### Aim of the task
To complete the exercise, write out all the data exactly.

-- -- --

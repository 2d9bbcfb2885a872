#![doc = "storefront-seed-core: the seeding pipeline behind storefront-seed."]

//! This crate resets a remote document store and blob bucket to a known state
//! and repopulates them from a menu dataset, wiring up the cross-collection
//! references (menu item → category, menu item ↔ customization) as it goes.
//!
//! Backends are reached only through the traits in [`contract`]; the CLI crate
//! supplies the Appwrite implementation, tests use [`memory`] or the mocks.
//!
//! # Usage
//! Build a [`config::SeedConfig`], load a [`dataset::Dataset`], and call
//! [`seed::seed`] (or drive a [`seed::Seeder`] directly).

pub mod config;
pub mod contract;
pub mod create;
pub mod dataset;
pub mod error;
pub mod image;
#[cfg(any(test, feature = "test-export-mocks"))]
pub mod memory;
pub mod purge;
pub mod seed;

pub use error::SeedError;

/// Fresh identifier for a new document or file.
///
/// 32 lowercase hex characters, which fits the id rules of the stores we target
/// (at most 36 characters, alphanumeric, not starting with a special character).
pub fn new_id() -> String {
    uuid::Uuid::new_v4().simple().to_string()
}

-- -- --

### Answer box
repository 2d9bbcfb2885a872
#![doc = "storefront-seed-core: the seeding pipeline behind storefront-seed."]

//! This crate resets a remote document store and blob bucket to a known state
//! and repopulates them from a menu dataset, wiring up the cross-collection
//! references (menu item → category, menu item ↔ customization) as it goes.
//!
//! Backends are reached only through the traits in [`contract`]; the CLI crate
//! supplies the Appwrite implementation, tests use [`memory`] or the mocks.
//!
//! # Usage
//! Build a [`config::SeedConfig`], load a [`dataset::Dataset`], and call
//! [`seed::seed`] (or drive a [`seed::Seeder`] directly).

pub mod config;
pub mod contract;
pub mod create;
pub mod dataset;
pub mod error;
pub mod image;
#[cfg(any(test, feature = "test-export-mocks"))]
pub mod memory;
pub mod purge;
pub mod seed;

pub use error::SeedError;

/// Fresh identifier for a new document or file.
///
/// 32 lowercase hex characters, which fits the id rules of the stores we target
/// (at most 36 characters, alphanumeric, not starting with a special character).
pub fn new_id() -> String {
    uuid::Uuid::new_v4().simple().to_string()
}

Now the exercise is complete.